### Directions for this task
Isolate every line in the data with the string "ModeMask" and copy it.

### Given records
/// The `pid` an RPC-side mailbox handle is opened under. RPC clients are not
/// themselves tasks, but every handle needs an owning PID for bookkeeping;
/// `0` is never allocated to a real task (`TaskTable::alloc_pid` starts at
/// 1), so it is reserved for RPC-opened handles.
const RPC_PID: Pid = 0;

fn mailbox_open_as(exec: &mut Executive, req: &Request, as_sender: bool) -> Response {
    let Ok(name) = arg_str(&req.args, "name") else { return Response::error("error", "name") };
    let caller = arg_u32_opt(&req.args, "pid").ok().flatten().unwrap_or(RPC_PID);
    let target = match exec.mailboxes.resolve(name, caller) {
        Ok(t) => t,
        Err(_) => return Response::error("error", "name"),
    };
    match exec.mailboxes.open(RPC_PID, target.namespace, &target.name, target.owner, as_sender) {
        Ok(handle) => {
            let mut fields = Map::new();
            fields.insert("handle".into(), json!(handle.0));
            Response::ok(fields)
        }
        Err(status) => Response::error(status.category(), ""),
    }
}

fn mailbox_open(exec: &mut Executive, req: &Request) -> Response {
    let as_sender = arg_bool_opt(&req.args, "as_sender", false).unwrap_or(false);
    mailbox_open_as(exec, req, as_sender)
}

fn mailbox_close(exec: &mut Executive, req: &Request) -> Response {
    let Ok(handle) = arg_u32(&req.args, "handle") else { return Response::error("error", "handle") };
    match exec.mailboxes.close(HandleId(handle as u64)) {
        Ok(()) => Response::empty_ok(),
        Err(status) => Response::error(status.category(), ""),
    }
}

fn mailbox_bind(exec: &mut Executive, req: &Request) -> Response {
    let Ok(name) = arg_str(&req.args, "name") else { return Response::error("error", "name") };
    let caller = arg_u32_opt(&req.args, "pid").ok().flatten().unwrap_or(RPC_PID);
    let capacity = arg_u32_opt(&req.args, "capacity").ok().flatten();
    let mode_mask = arg_u32_opt(&req.args, "mode_mask")
        .ok()
        .flatten()
        .map(|m| ModeMask::from_bits_truncate(m as u8));
    let target = match exec.mailboxes.resolve(name, caller) {
        Ok(t) => t,
        Err(_) => return Response::error("error", "name"),
    };
    match exec.mailboxes.bind(target.namespace, &target.name, target.owner, capacity, mode_mask) {
        Ok(id) => {
            let mut fields = Map::new();
            fields.insert("descriptor".into(), json!(id.0));
            Response::ok(fields)
        }
        Err(status) => Response::error(status.category(), ""),
    }
}

fn mailbox_send(exec: &mut Executive, req: &Request) -> Response {
    let Ok(handle) = arg_u32(&req.args, "handle") else { return Response::error("error", "handle") };
    let Ok(payload_b64) = arg_str(&req.args, "payload_b64") else {
        return Response::error("error", "payload_b64");
    };
    let Ok(payload) = BASE64_STANDARD.decode(payload_b64) else {
        return Response::error("error", "payload_b64");
    };
    let channel = arg_u32_opt(&req.args, "channel").ok().flatten().unwrap_or(0) as u16;
    let src_pid = arg_u32_opt(&req.args, "pid").ok().flatten().unwrap_or(RPC_PID);
    match exec.mailboxes.send(HandleId(handle as u64), src_pid, &payload, 0, channel) {
        Ok(outcome) => {
            let wake = outcome.to_wake.clone();
            exec.deliver_wakes(wake);
            let mut fields = Map::new();
            fields.insert("enqueued".into(), json!(outcome.enqueued));
            Response::ok(fields)
        }
        Err(status) => Response::error(status.category(), ""),
    }
}

fn mailbox_recv(exec: &mut Executive, req: &Request) -> Response {
    let Ok(handle) = arg_u32(&req.args, "handle") else { return Response::error("error", "handle") };
    match exec.mailboxes.recv(HandleId(handle as u64), false) {
        Ok(outcome) => match outcome.message {
            Some(msg) => {
                let mut fields = Map::new();
                fields.insert("payload_b64".into(), json!(BASE64_STANDARD.encode(&msg.payload)));
                fields.insert("flags".into(), json!(msg.flags));
                fields.insert("channel".into(), json!(msg.channel));
                fields.insert("src_pid".into(), json!(msg.src_pid));
                fields.insert("seq_no".into(), json!(msg.seq_no));
                Response::ok(fields)
            }
            None => Response::error(outcome.status.category(), ""),
        },
        Err(status) => Response::error(status.category(), ""),
    }
}

fn mailbox_peek(exec: &mut Executive, req: &Request) -> Response {
    let Ok(handle) = arg_u32(&req.args, "handle") else { return Response::error("error", "handle") };
    match exec.mailboxes.peek(HandleId(handle as u64)) {
        Ok(info) => {
            let mut fields = Map::new();
            fields.insert("depth".into(), json!(info.depth));
            fields.insert("bytes_used".into(), json!(info.bytes_used));
            fields.insert("capacity".into(), json!(info.capacity));
            fields.insert("next_len".into(), json!(info.next_len));
            fields.insert("head_seq".into(), json!(info.head_seq));
            fields.insert("next_seq".into(), json!(info.next_seq));
            Response::ok(fields)
        }
        Err(status) => Response::error(status.category(), ""),
    }
}

fn mailbox_tap(exec: &mut Executive, req: &Request) -> Response {
    let Ok(handle) = arg_u32(&req.args, "handle") else { return Response::error("error", "handle") };
    let enable = arg_bool_opt(&req.args, "enable", true).unwrap_or(true);
    match exec.mailboxes.tap(HandleId(handle as u64), enable) {
        Ok(()) => Response::empty_ok(),
        Err(status) => Response::error(status.category(), ""),
    }
}

/// Opens a fanout-drop reader against a task's stdio mailbox and tees its
/// traffic to the session's event stream as `stdio` events, so a console
/// client can watch a task's output without polling `dmesg` (spec §4.3,
/// §4.7). Implemented as a `TAP` registration against `svc:stdout@<pid>`.
fn stdio_fanout(exec: &mut Executive, session_id: &Option<String>, req: &Request) -> Response {
    let pid = match require_pid(exec, session_id, req) {
        Ok(p) => p,
        Err(resp) => return resp,
    };
    let target = match exec.mailboxes.resolve("svc:stdout", pid) {
        Ok(t) => t,
        Err(_) => return Response::error("error", "name"),
    };
    let mode = ModeMask::RDWR | ModeMask::FANOUT | ModeMask::FANOUT_DROP;
    if let Err(status) = exec.mailboxes.bind(target.namespace, &target.name, target.owner, None, Some(mode)) {
        return Response::error(status.category(), "");
    }
    match exec.mailboxes.open(RPC_PID, target.namespace, &target.name, target.owner, false) {
        Ok(handle) => {
            let mut fields = Map::new();
            fields.insert("handle".into(), json!(handle.0));
            Response::ok(fields)
        }
        Err(status) => Response::error(status.category(), ""),
    }
}

fn val_get(exec: &Executive, req: &Request) -> Response {
    let Ok(name) = arg_str(&req.args, "name") else { return Response::error("error", "name") };
    match exec.registry.get_value(name) {
        Ok(v) => {
            let mut fields = Map::new();
            fields.insert("value".into(), json!(v));
            Response::ok(fields)
        }
        Err(_) => Response::error("error", "not_found"),
    }
}

fn val_set(exec: &mut Executive, req: &Request) -> Response {
    let Ok(name) = arg_str(&req.args, "name") else { return Response::error("error", "name") };
    let Ok(value) = arg_u32(&req.args, "value") else { return Response::error("error", "value") };
    let auth = match arg_str(&req.args, "auth_level").unwrap_or("admin") {
        "public" => AuthLevel::Public,
        "operator" => AuthLevel::Operator,
        _ => AuthLevel::Admin,
    };
    match exec.registry.set_value(name, value as i32, auth) {
        Ok(()) => Response::empty_ok(),
        Err(crate::registry::RegistryError::AuthDenied) => Response::error("error", "auth_denied"),
        Err(_) => Response::error("error", "not_found"),
    }
}

fn val_list(exec: &Executive) -> Response {
    let values: Vec<Value> = exec
        .registry
        .list_values()
        .iter()
        .map(|v| json!({"name": v.name, "value": v.value, "unit": v.unit, "owner_pid": v.owner_pid}))
        .collect();
    let mut fields = Map::new();
    fields.insert("values".into(), json!(values));
    Response::ok(fields)
}

fn val_subscribe(exec: &mut Executive, req: &Request) -> Response {
    let Ok(name) = arg_str(&req.args, "name") else { return Response::error("error", "name") };
    let subscriber = arg_u32_opt(&req.args, "pid").ok().flatten().unwrap_or(RPC_PID);
    match exec.registry.subscribe_value(name, subscriber) {
        Ok(()) => Response::empty_ok(),
        Err(_) => Response::error("error", "not_found"),
    }
}

fn cmd_list(exec: &Executive) -> Response {
    let commands: Vec<Value> = exec
        .registry
        .list_commands()
        .iter()
        .map(|c| json!({"name": c.name, "help": c.help, "owner_pid": c.owner_pid}))
        .collect();
    let mut fields = Map::new();
    fields.insert("commands".into(), json!(commands));
    Response::ok(fields)
}

fn cmd_help(exec: &Executive, req: &Request) -> Response {
    let Ok(name) = arg_str(&req.args, "name") else { return Response::error("error", "name") };
    match exec.registry.help(name) {
        Ok(help) => {
            let mut fields = Map::new();
            fields.insert("help".into(), json!(help));
            Response::ok(fields)
        }
        Err(_) => Response::error("error", "not_found"),
    }
}

fn dmesg(exec: &Executive, req: &Request) -> Response {
    let limit = arg_u32_opt(&req.args, "limit").ok().flatten().unwrap_or(u32::MAX) as usize;
    let lines: Vec<&str> = exec.dmesg().collect();
    let start = lines.len().saturating_sub(limit);
    let mut fields = Map::new();
    fields.insert("lines".into(), json!(lines[start..]));
    Response::ok(fields)
}

fn restart(exec: &mut Executive, session_id: &Option<String>, req: &Request) -> Response {
    let pid = match require_pid(exec, session_id, req) {
        Ok(p) => p,
        Err(resp) => return resp,
    };
    exec.kill(pid, "restart");
    Response::empty_ok()
}

fn events_subscribe(exec: &mut Executive, session_id: &Option<String>, req: &Request) -> Response {
    let Some(sid) = session_id.clone() else { return Response::error("session_required", "") };
    let pids: Option<std::collections::HashSet<u32>> = req
        .args
        .get("pids")
        .and_then(Value::as_array)
        .map(|a| a.iter().filter_map(Value::as_u64).map(|v| v as u32).collect());
    let categories: Option<std::collections::HashSet<String>> = req
        .args
        .get("categories")
        .and_then(Value::as_array)
        .map(|a| a.iter().filter_map(|v| v.as_str().map(str::to_string)).collect());
    let max_events = arg_u32_opt(&req.args, "max_events").ok().flatten().unwrap_or(64) as usize;
    let since_seq = arg_u32_opt(&req.args, "since_seq").ok().flatten().map(|v| v as u64);

    let filter = EventFilter { pids, categories };
    let token = exec.events.subscribe(&sid, filter, max_events, since_seq);
    let mut fields = Map::new();
    fields.insert("token".into(), json!(token));
    Response::ok(fields)
}

fn events_ack(exec: &mut Executive, req: &Request) -> Response {
    let Some(token) = req.args.get("token").and_then(Value::as_u64) else {
        return Response::error("error", "token");
    };
    let Ok(seq) = arg_u32(&req.args, "seq") else { return Response::error("error", "seq") };
    match exec.events.subscription_mut(token) {
        Some(sub) => {
            sub.ack(seq as u64);
            Response::empty_ok()
        }
        None => Response::error("error", "unknown_token"),
    }
}

fn events_unsubscribe(exec: &mut Executive, req: &Request) -> Response {
    let Some(token) = req.args.get("token").and_then(Value::as_u64) else {
        return Response::error("error", "token");
    };
    exec.events.unsubscribe(token);
    Response::empty_ok()
}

### Exercise answer
        .map(|m| ModeMask::from_bits_truncate(m as u8));
    let mode = ModeMask::RDWR | ModeMask::FANOUT | ModeMask::FANOUT_DROP;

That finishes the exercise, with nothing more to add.